While the word zombie is African in origin, the zombie phenomenon is believed to have started in both Africa and Haiti where Voodoo magicians called bokors practiced black magic. These bokors would either remove the soul of a living person or bring a recently dead body back to life using magic and then use them as slaves. The History of Gharib and His Brother Agib from the medieval Persian book One Thousand and One Nights is one of the earliest mentions of zombies in fiction, calling them ghouls. Another big step for zombie literature was Mary Shelley’s Frankenstein. While not actually a zombie novel, the book introduced the idea that the reanimation of corpses was a scientific procedure rather than a mystical rite. This and other books of the 19th century inspired later works including The Magic Island by W. B. Seabrook and Cool Air, In the Vault, The Thing on the Doorstep, The Outsider, Pickman’s Model and Herbert West- Reanimator all by H. P. Lovecraft. Zombies have been the subject of countless movies starting with White Zombie in 1932, which starred Bela Lugosi.

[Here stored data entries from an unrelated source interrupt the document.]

//! In-process registry implementation.

use std::collections::BTreeMap;
use std::sync::Arc;

use parking_lot::Mutex;

use super::{
    Certificate, Instance, ListenerId, Reference, Registry, RegistryEvent, RegistryEventKind,
    RegistryListener,
};
use crate::descriptor::{Descriptor, Properties, TypeTag};
use crate::error::{LifecycleError, LifecycleResult};

struct Entry {
    instance: Instance,
    class_names: Vec<TypeTag>,
    properties: Properties,
    uses: usize,
}

struct ListenerEntry {
    descriptor: Descriptor,
    listener: Arc<dyn RegistryListener>,
}

#[derive(Default)]
struct RegistryState {
    next_reference: u64,
    next_listener: u64,
    entries: BTreeMap<Reference, Entry>,
    listeners: BTreeMap<ListenerId, ListenerEntry>,
    closed: bool,
    removed_listeners: usize,
}

impl RegistryState {
    fn ensure_open(&self) -> LifecycleResult<()> {
        if self.closed {
            Err(LifecycleError::RegistryUnavailable("registry closed".to_string()))
        } else {
            Ok(())
        }
    }
}

type Dispatch = Vec<(Arc<dyn RegistryListener>, RegistryEvent)>;

/// Thread-safe registry living in the current process.
///
/// Listeners are always invoked after the internal lock is released, so a
/// listener may call back into the registry (retrieve, release, even
/// register) without deadlocking.
///
/// # Examples
///
/// ```rust
/// use ferrous_lifecycle::{InMemoryRegistry, Properties, Registry, TypeTag};
/// use std::sync::Arc;
///
/// let registry = InMemoryRegistry::new();
/// let mut props = Properties::new();
/// props.insert("pool".to_string(), "primary".to_string());
///
/// let cert = registry
///     .register(Arc::new(7u32), &[TypeTag::new("Counter")], &props)
///     .unwrap();
/// assert_eq!(registry.len(), 1);
///
/// registry.unregister(&cert).unwrap();
/// assert!(registry.is_empty());
/// ```
#[derive(Default)]
pub struct InMemoryRegistry {
    state: Mutex<RegistryState>,
}

impl InMemoryRegistry {
    pub fn new() -> Self {
        Self::default()
    }

    /// Number of live registrations.
    pub fn len(&self) -> usize {
        self.state.lock().entries.len()
    }

    pub fn is_empty(&self) -> bool {
        self.len() == 0
    }

    /// Number of currently subscribed listeners.
    pub fn listener_count(&self) -> usize {
        self.state.lock().listeners.len()
    }

    /// Number of successful `remove_listener` calls so far.
    pub fn removed_listener_count(&self) -> usize {
        self.state.lock().removed_listeners
    }

    /// Outstanding retrievals of `reference` not yet released.
    pub fn use_count(&self, reference: Reference) -> usize {
        self.state
            .lock()
            .entries
            .get(&reference)
            .map(|entry| entry.uses)
            .unwrap_or(0)
    }

    /// Outstanding retrievals across all registrations.
    pub fn total_uses(&self) -> usize {
        self.state.lock().entries.values().map(|entry| entry.uses).sum()
    }

    /// Current registration properties of `reference`.
    pub fn properties(&self, reference: Reference) -> Option<Properties> {
        self.state
            .lock()
            .entries
            .get(&reference)
            .map(|entry| entry.properties.clone())
    }

    /// References registered under `type_tag`, in registration order.
    pub fn references_of(&self, type_tag: &TypeTag) -> Vec<Reference> {
        self.state
            .lock()
            .entries
            .iter()
            .filter(|(_, entry)| entry.class_names.contains(type_tag))
            .map(|(reference, _)| *reference)
            .collect()
    }

    /// Makes every further operation fail with `RegistryUnavailable`.
    pub fn close(&self) {
        self.state.lock().closed = true;
    }

    fn dispatch(events: Dispatch) {
        for (listener, event) in events {
            listener.registry_changed(event);
        }
    }

    fn matching_listeners(
        state: &RegistryState,
        class_names: &[TypeTag],
        properties: &Properties,
        kind: RegistryEventKind,
        reference: Reference,
    ) -> Dispatch {
        state
            .listeners
            .values()
            .filter(|entry| entry.descriptor.matches(class_names, properties))
            .map(|entry| (entry.listener.clone(), RegistryEvent::new(kind, reference)))
            .collect()
    }
}

impl Registry for InMemoryRegistry {
    fn find_all(&self, descriptor: &Descriptor) -> LifecycleResult<Vec<Reference>> {
        let state = self.state.lock();
        state.ensure_open()?;
        Ok(state
            .entries
            .iter()
            .filter(|(_, entry)| descriptor.matches(&entry.class_names, &entry.properties))
            .map(|(reference, _)| *reference)
            .collect())
    }

    fn add_listener(
        &self,
        descriptor: &Descriptor,
        listener: Arc<dyn RegistryListener>,
    ) -> LifecycleResult<ListenerId> {
        let mut state = self.state.lock();
        state.ensure_open()?;
        let id = ListenerId(state.next_listener);
        state.next_listener += 1;
        state.listeners.insert(
            id,
            ListenerEntry {
                descriptor: descriptor.clone(),
                listener,
            },
        );
        Ok(id)
    }

    fn remove_listener(&self, id: ListenerId) {
        let mut state = self.state.lock();
        if state.listeners.remove(&id).is_some() {
            state.removed_listeners += 1;
        }
    }

    fn retrieve(&self, reference: Reference) -> Option<Instance> {
        let mut state = self.state.lock();
        if state.closed {
            return None;
        }
        let entry = state.entries.get_mut(&reference)?;
        entry.uses += 1;
        Some(entry.instance.clone())
    }

    fn release(&self, reference: Reference) {
        if let Some(entry) = self.state.lock().entries.get_mut(&reference) {
            entry.uses = entry.uses.saturating_sub(1);
        }
    }

    fn register(
        &self,
        instance: Instance,
        class_names: &[TypeTag],
        properties: &Properties,
    ) -> LifecycleResult<Certificate> {
        let (reference, events) = {
            let mut state = self.state.lock();
            state.ensure_open()?;
            state.next_reference += 1;
            let reference = Reference::new(state.next_reference);
            state.entries.insert(
                reference,
                Entry {
                    instance,
                    class_names: class_names.to_vec(),
                    properties: properties.clone(),
                    uses: 0,
                },
            );
            let events = Self::matching_listeners(
                &state,
                class_names,
                properties,
                RegistryEventKind::Registered,
                reference,
            );
            (reference, events)
        };
        Self::dispatch(events);
        Ok(Certificate::new(reference))
    }

    fn set_properties(&self, certificate: &Certificate, properties: &Properties) -> LifecycleResult<()> {
        let reference = certificate.reference();
        let events = {
            let mut state = self.state.lock();
            state.ensure_open()?;
            let entry = state
                .entries
                .get_mut(&reference)
                .ok_or(LifecycleError::UnknownReference(reference))?;
            let old = std::mem::replace(&mut entry.properties, properties.clone());
            let class_names = entry.class_names.clone();

            state
                .listeners
                .values()
                .filter_map(|listener| {
                    let before = listener.descriptor.matches(&class_names, &old);
                    let after = listener.descriptor.matches(&class_names, properties);
                    let kind = match (before, after) {
                        (true, true) => RegistryEventKind::Modified,
                        (true, false) => RegistryEventKind::ModifiedEndMatch,
                        (false, true) => RegistryEventKind::Registered,
                        (false, false) => return None,
                    };
                    Some((listener.listener.clone(), RegistryEvent::new(kind, reference)))
                })
                .collect()
        };
        Self::dispatch(events);
        Ok(())
    }

    fn unregister(&self, certificate: &Certificate) -> LifecycleResult<()> {
        let reference = certificate.reference();
        let events = {
            let state = self.state.lock();
            let entry = state
                .entries
                .get(&reference)
                .ok_or(LifecycleError::UnknownReference(reference))?;
            Self::matching_listeners(
                &state,
                &entry.class_names,
                &entry.properties,
                RegistryEventKind::Unregistering,
                reference,
            )
        };
        // Listeners may still retrieve the service while it is unregistering.
        Self::dispatch(events);
        self.state.lock().entries.remove(&reference);
        Ok(())
    }
}

impl std::fmt::Debug for InMemoryRegistry {
    fn fmt(&self, f: &mut std::fmt::Formatter<'_>) -> std::fmt::Result {
        let state = self.state.lock();
        f.debug_struct("InMemoryRegistry")
            .field("entries", &state.entries.len())
            .field("listeners", &state.listeners.len())
            .field("closed", &state.closed)
            .finish()
    }
}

The Jabberwocky is a poem written by Lewis Carroll while he was staying with his family at Whitburn. The poem, which tells of the defeat of a “slithy” creature, was originally featured in a periodical called Mischmasch that he wrote for his family, under the title Stanza of Anglo-Saxon Poetry. It was officially published as a part of his novel Through the Looking-Glass, and What Alice Found in 1871 and despite it supposed to be a lesson in how not to write a poem, it went on to be one of the greatest nonsense poems of the English language.
It has been translated, with great difficulty, into many different languages and has influenced other works such as Mimsy Were the Borogoves by Henry Kuttner and Lewis Padgett, Night of the Jabberwock by Frederic Brown and What do you mean it was brillig? by James Thurber.
Every culture in the world has tales of ghosts and there has been a long-standing debate as to whether they actually exist or not. Ghost stories go back to ancient Greek mythology, in particular Homer’s Odyssey where Odysseus travels into Hades in search of Tiresias to get advice. Some of the greatest literary works ever known use ghosts in their plots including Shakespeare’s Hamlet, Macbeth, Julius Caesar and Richard III, The Legend of Sleepy Hollow by Washington Irving, The Adventures of Tom Sawyer by Mark Twain,
The Canterville Ghost by Oscar Wilde and Gulliver’s Travels by Jonathan Swift as well as the works of Edgar Allan Poe. Our fascination with unearthly spirits is so popular because of their former humanity. Each ghost was once a living person with their own unique story and knowing that each of us may also become a ghost someday makes them all the more interesting.